The college hired an independent consultant on a one-time contract to analyze communications between students and the administration in the wake of the #ThisIsEmerson protest.

Consultant Kristina Smith conducted research on the school’s methods of communicating information to the students during a week-long visit to Emerson. She said she spoke to students, faculty, the Council on Inclusive Excellence, and student organizations like the Student Government Association and Protesting Oppression with Educational Reform.

She then released a report to President M. Lee Pelton, Social Justice Center Vice President Sylvia Spears, and Provost Michaele Whelan.
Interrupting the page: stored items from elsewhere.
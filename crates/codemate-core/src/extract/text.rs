use once_cell::sync::Lazy;
use regex::Regex;

use crate::tool::PricingModel;

static PRICE_RE: Lazy<Regex> = Lazy::new(|| Regex::new(r"\$(\d+(?:\.\d+)?)").unwrap());

// "<count> [fast|slow] <model family>", e.g. "500 fast GPT-4o requests".
static MODEL_LINE_RE: Lazy<Regex> = Lazy::new(|| {
    Regex::new(
        r"(?i)(\d+)\s+(?:(fast|slow)\s+)?(gpt-?4[o\w-]*|claude[\w\s.-]*?(?:opus|sonnet)|gpt-?3\.5(?:-turbo)?)",
    )
    .unwrap()
});

static CLAUDE_VERSION_RE: Lazy<Regex> = Lazy::new(|| Regex::new(r"\d+(?:[.-]\d+)?").unwrap());

/// How many characters after an amount are inspected for its billing period.
const PERIOD_WINDOW: usize = 40;

/// Collapse runs of whitespace and lower-case.
pub fn normalize_text(text: &str) -> String {
    text.split_whitespace()
        .collect::<Vec<_>>()
        .join(" ")
        .to_lowercase()
}

/// Billing period a price amount is quoted in.
#[derive(Debug, Clone, Copy, PartialEq, Eq)]
pub enum BillingPeriod {
    Month,
    Year,
    /// A per-month figure that only applies when paying yearly.
    BilledAnnually,
    Unspecified,
}

/// Every `$<number>` amount in `text`, tagged with the period named in the
/// words that follow it.
pub fn price_mentions(text: &str) -> Vec<(f64, BillingPeriod)> {
    PRICE_RE
        .captures_iter(text)
        .filter_map(|c| {
            let whole = c.get(0)?;
            let amount: f64 = c.get(1)?.as_str().parse().ok()?;
            let tail: String = text[whole.end()..]
                .chars()
                .take_while(|ch| *ch != '$')
                .take(PERIOD_WINDOW)
                .collect();
            Some((amount, billing_period(&tail.to_lowercase())))
        })
        .collect()
}

fn billing_period(tail: &str) -> BillingPeriod {
    if ["billed annually", "billed yearly", "paid annually", "paid yearly"]
        .iter()
        .any(|p| tail.contains(p))
    {
        return BillingPeriod::BilledAnnually;
    }
    let unit = tail
        .trim_start()
        .trim_start_matches('/')
        .trim_start_matches("per ")
        .trim_start_matches("a ");
    let word: String = unit
        .trim_start()
        .chars()
        .take_while(|c| c.is_alphabetic())
        .collect();
    match word.as_str() {
        "year" | "years" | "yearly" | "yr" | "y" | "annual" | "annually" => BillingPeriod::Year,
        "month" | "months" | "monthly" | "mo" => BillingPeriod::Month,
        _ if tail.contains("month") => BillingPeriod::Month,
        _ if ["/year", "per year", "a year", "/yr"].iter().any(|p| tail.contains(p)) => {
            BillingPeriod::Year
        }
        _ => BillingPeriod::Unspecified,
    }
}

/// Models named in a feature line together with an adjacent request count.
///
/// Names are normalized to a display form; a speed qualifier is kept as a
/// suffix, e.g. `"GPT-4o (fast)"`.
pub fn parse_model_line(line: &str) -> Vec<PricingModel> {
    MODEL_LINE_RE
        .captures_iter(line)
        .filter_map(|c| {
            let requests: u64 = c.get(1)?.as_str().parse().ok()?;
            let family = display_family(c.get(3)?.as_str());
            let name = match c.get(2) {
                Some(speed) => format!("{family} ({})", speed.as_str().to_lowercase()),
                None => family,
            };
            Some(PricingModel::with_requests(name, requests))
        })
        .collect()
}

fn display_family(raw: &str) -> String {
    let lower = raw.to_lowercase();
    if lower.starts_with("claude") {
        let family = if lower.contains("opus") { "Opus" } else { "Sonnet" };
        // "claude-3-5-sonnet" and "claude 3.5 sonnet" are the same model.
        let version = CLAUDE_VERSION_RE
            .find(&lower)
            .map(|m| m.as_str().replace('-', "."))
            .unwrap_or_else(|| "3".to_string());
        return format!("Claude {version} {family}");
    }

    let rest = lower.trim_start_matches("gpt").trim_start_matches('-');
    if rest.starts_with("3.5") {
        return "GPT-3.5 Turbo".to_string();
    }
    let mut tokens = rest.split(|c| c == '-' || c == '_').filter(|t| !t.is_empty());
    let base = tokens.next().unwrap_or("4");
    let variants: Vec<String> = tokens.map(title_case).collect();
    if variants.is_empty() {
        format!("GPT-{base}")
    } else {
        format!("GPT-{base} {}", variants.join(" "))
    }
}

fn title_case(word: &str) -> String {
    let mut chars = word.chars();
    match chars.next() {
        Some(first) => first.to_uppercase().chain(chars).collect(),
        None => String::new(),
    }
}

#[cfg(test)]
mod tests {
    use super::*;

    #[test]
    fn normalize_collapses_and_lowercases() {
        assert_eq!(normalize_text("  Copilot\n\tBusiness  "), "copilot business");
    }

    #[test]
    fn amounts_keep_document_order() {
        let amounts: Vec<f64> = price_mentions("was $25, now $19 per user, or $9.99/mo")
            .into_iter()
            .map(|(a, _)| a)
            .collect();
        assert_eq!(amounts, vec![25.0, 19.0, 9.99]);
        assert!(price_mentions("Custom pricing").is_empty());
    }

    #[test]
    fn periods_are_tagged() {
        let mentions = price_mentions("$20/month, $192 per year, $16/mo billed annually, $5");
        let periods: Vec<BillingPeriod> = mentions.iter().map(|(_, p)| *p).collect();
        assert_eq!(
            periods,
            vec![
                BillingPeriod::Month,
                BillingPeriod::Year,
                BillingPeriod::BilledAnnually,
                BillingPeriod::Unspecified,
            ]
        );
    }

    #[test]
    fn model_line_with_speed() {
        let models = parse_model_line("500 fast GPT-4o requests per month");
        assert_eq!(models.len(), 1);
        assert_eq!(models[0].name, "GPT-4o (fast)");
        assert_eq!(models[0].included_requests, Some(500));
    }

    #[test]
    fn model_line_claude_variants() {
        let opus = parse_model_line("100 Claude 3 Opus uses");
        assert_eq!(opus[0].name, "Claude 3 Opus");
        assert_eq!(opus[0].included_requests, Some(100));

        let sonnet = parse_model_line("10 slow claude-3.5-sonnet requests");
        assert_eq!(sonnet[0].name, "Claude 3.5 Sonnet (slow)");
    }

    #[test]
    fn model_versions_and_variants_stay_distinct() {
        let models = parse_model_line("100 claude-3-5-sonnet and 50 Claude 3 Sonnet uses");
        let names: Vec<&str> = models.iter().map(|m| m.name.as_str()).collect();
        assert_eq!(names, vec!["Claude 3.5 Sonnet", "Claude 3 Sonnet"]);

        let models = parse_model_line("500 gpt-4-turbo and 200 gpt-4o-mini and 10 GPT-4 requests");
        let names: Vec<&str> = models.iter().map(|m| m.name.as_str()).collect();
        assert_eq!(names, vec!["GPT-4 Turbo", "GPT-4o Mini", "GPT-4"]);
    }

    #[test]
    fn model_line_gpt35() {
        let models = parse_model_line("50 slow gpt-3.5-turbo requests");
        assert_eq!(models[0].name, "GPT-3.5 Turbo (slow)");
        assert_eq!(models[0].included_requests, Some(50));
    }

    #[test]
    fn model_line_several_matches() {
        let models = parse_model_line("500 fast GPT-4 and 100 Claude Opus uses");
        let names: Vec<&str> = models.iter().map(|m| m.name.as_str()).collect();
        assert_eq!(names, vec!["GPT-4 (fast)", "Claude 3 Opus"]);
    }

    #[test]
    fn plain_feature_is_not_a_model_line() {
        assert!(parse_model_line("Unlimited completions").is_empty());
        assert!(parse_model_line("Access to GPT-4o").is_empty());
    }
}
Her report stated emails sent to students should be succinct yet sincere in tone with links to further information, and should come within 24 hours of the event that prompts the email, she said.

“Although emails were sent out, somehow that information was not getting to the students,” Smith said.

The report also urged the college to send messages through multiple platforms, not just emails—which are commonly used to communicate school-wide messages. The administration has yet to say how they plan to implement her report.

Smith is a 1974 Emerson graduate and a member of Emerson’s Black Organization with Natural Interest Alumni Association. She volunteered to assist the college in its efforts to improve diversity on campus a few days after the protest. Spears then directed Smith to the area of communication, which was also identified as a problem by students during the walk-in.

“It seems like a lot of the times, the administration relies on old patterns of communication,” SGA Executive President Anne Makielski said. “It’s partially the administration communicating with us and students being willing to listen. There’s obviously a disconnect somewhere along those lines.”  

During the protest, many students, like co-chair of POWER Lucie Pereira, said the administration had done little to improve their experiences since the last round of walk-ins in 2015.

“From the perspective of those of us with longevity, it can seem like a huge amount of change in 10 years. But if you’re only here for four years, you don’t want to spend any of those years feeling alienated, marginalized, or unsupported,” Spears said. “The students always push the institution to do better, and to do it more quickly.”